*** DATA PROVIDED

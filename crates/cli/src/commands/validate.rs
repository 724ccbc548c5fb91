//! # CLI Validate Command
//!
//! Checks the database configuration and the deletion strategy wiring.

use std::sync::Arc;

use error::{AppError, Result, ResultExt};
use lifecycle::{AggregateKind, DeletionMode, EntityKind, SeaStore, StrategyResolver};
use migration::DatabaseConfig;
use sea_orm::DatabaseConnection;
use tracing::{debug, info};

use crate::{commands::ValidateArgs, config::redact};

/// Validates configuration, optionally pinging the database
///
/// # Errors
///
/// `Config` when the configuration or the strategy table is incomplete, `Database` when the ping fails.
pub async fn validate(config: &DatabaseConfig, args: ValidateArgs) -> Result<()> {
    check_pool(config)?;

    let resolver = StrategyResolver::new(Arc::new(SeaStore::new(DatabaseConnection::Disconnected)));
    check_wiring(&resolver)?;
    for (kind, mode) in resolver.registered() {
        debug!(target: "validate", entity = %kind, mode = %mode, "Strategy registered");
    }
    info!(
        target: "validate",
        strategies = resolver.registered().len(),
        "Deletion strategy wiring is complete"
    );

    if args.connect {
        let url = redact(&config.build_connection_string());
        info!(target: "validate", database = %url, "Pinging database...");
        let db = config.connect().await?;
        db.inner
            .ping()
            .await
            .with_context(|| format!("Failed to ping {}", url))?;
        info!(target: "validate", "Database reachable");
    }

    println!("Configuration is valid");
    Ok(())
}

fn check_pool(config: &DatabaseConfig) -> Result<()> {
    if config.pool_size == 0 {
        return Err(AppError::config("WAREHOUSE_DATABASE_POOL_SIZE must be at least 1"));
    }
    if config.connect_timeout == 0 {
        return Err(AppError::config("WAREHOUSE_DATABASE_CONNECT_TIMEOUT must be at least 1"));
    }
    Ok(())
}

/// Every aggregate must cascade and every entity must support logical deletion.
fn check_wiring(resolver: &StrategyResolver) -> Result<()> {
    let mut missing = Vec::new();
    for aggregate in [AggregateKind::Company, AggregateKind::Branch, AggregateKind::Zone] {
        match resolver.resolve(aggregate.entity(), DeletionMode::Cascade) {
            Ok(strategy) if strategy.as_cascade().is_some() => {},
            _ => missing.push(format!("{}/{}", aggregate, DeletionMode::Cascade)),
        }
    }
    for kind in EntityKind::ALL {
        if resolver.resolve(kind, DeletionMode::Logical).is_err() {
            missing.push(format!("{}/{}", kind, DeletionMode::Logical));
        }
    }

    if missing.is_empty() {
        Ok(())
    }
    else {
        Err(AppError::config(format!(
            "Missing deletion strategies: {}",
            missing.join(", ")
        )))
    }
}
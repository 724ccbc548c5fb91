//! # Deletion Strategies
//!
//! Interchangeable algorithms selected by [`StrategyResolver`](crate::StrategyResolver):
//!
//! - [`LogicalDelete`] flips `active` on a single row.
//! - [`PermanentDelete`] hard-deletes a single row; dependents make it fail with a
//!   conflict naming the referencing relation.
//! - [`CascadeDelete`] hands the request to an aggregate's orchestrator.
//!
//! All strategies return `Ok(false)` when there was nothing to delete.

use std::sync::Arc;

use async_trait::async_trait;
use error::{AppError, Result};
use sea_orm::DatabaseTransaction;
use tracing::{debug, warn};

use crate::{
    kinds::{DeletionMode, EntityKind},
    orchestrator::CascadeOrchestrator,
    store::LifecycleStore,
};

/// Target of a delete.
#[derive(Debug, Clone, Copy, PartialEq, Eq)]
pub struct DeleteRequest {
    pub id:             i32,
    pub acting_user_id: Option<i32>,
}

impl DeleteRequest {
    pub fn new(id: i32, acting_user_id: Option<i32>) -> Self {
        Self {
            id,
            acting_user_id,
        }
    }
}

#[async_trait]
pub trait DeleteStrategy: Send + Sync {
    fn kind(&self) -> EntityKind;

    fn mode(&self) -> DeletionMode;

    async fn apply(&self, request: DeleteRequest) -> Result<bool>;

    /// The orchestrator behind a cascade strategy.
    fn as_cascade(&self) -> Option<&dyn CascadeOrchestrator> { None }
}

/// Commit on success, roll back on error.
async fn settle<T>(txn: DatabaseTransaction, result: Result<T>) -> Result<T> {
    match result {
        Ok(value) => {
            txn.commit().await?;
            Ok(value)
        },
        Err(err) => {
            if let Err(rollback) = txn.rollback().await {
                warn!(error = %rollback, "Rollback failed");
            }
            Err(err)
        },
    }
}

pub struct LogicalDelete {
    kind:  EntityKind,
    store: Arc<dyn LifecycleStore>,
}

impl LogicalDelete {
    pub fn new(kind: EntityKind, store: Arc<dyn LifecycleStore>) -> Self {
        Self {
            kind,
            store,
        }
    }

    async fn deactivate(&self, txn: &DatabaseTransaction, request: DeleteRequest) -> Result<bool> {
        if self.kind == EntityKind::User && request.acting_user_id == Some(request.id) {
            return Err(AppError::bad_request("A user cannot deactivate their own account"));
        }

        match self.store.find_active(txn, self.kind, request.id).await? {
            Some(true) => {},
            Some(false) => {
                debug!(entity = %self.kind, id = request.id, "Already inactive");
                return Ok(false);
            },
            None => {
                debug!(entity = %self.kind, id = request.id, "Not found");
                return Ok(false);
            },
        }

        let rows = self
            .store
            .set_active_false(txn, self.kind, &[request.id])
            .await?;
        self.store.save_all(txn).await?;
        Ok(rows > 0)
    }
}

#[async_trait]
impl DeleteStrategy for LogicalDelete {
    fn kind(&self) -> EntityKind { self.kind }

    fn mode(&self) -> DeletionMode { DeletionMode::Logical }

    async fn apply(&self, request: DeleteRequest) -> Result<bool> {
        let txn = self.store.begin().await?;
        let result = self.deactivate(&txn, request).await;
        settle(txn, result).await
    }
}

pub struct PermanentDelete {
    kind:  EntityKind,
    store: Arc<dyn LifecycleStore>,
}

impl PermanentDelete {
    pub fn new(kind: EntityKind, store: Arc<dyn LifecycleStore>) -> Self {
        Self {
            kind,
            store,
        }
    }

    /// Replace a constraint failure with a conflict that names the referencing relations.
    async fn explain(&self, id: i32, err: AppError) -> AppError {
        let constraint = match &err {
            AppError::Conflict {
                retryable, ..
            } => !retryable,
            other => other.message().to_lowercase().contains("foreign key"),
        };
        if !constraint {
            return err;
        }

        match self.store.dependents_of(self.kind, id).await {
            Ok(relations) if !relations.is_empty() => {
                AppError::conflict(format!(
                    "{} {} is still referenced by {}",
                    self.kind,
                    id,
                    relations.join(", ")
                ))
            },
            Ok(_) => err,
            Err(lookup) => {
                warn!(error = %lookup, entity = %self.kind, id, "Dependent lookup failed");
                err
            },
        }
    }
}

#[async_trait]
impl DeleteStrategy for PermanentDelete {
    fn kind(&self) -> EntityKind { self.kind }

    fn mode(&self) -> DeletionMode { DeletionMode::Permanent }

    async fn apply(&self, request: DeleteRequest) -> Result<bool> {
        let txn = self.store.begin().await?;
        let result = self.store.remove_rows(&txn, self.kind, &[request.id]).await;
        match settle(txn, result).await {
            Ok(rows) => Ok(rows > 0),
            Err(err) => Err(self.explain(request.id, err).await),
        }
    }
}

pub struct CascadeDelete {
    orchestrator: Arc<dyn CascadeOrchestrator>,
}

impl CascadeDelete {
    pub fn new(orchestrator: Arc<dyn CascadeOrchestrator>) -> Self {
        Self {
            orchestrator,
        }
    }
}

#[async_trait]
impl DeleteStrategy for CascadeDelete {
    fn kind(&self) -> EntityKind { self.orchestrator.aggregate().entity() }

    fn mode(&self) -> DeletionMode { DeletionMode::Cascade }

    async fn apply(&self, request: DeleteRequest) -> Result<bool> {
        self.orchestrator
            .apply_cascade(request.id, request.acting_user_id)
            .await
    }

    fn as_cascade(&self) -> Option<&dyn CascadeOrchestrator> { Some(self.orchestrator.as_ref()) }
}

******

> [WORK TO COMPLETE]
Begin at the line that has "fn kind(&self) -> EntityKind;" in the entries above; stop after the line that has "back on error.". Transcribe exactly those lines and no others.

> [SOLVED EXERCISE]
    fn kind(&self) -> EntityKind;

    fn mode(&self) -> DeletionMode;

    async fn apply(&self, request: DeleteRequest) -> Result<bool>;

    /// The orchestrator behind a cascade strategy.
    fn as_cascade(&self) -> Option<&dyn CascadeOrchestrator> { None }
}

/// Commit on success, roll back on error.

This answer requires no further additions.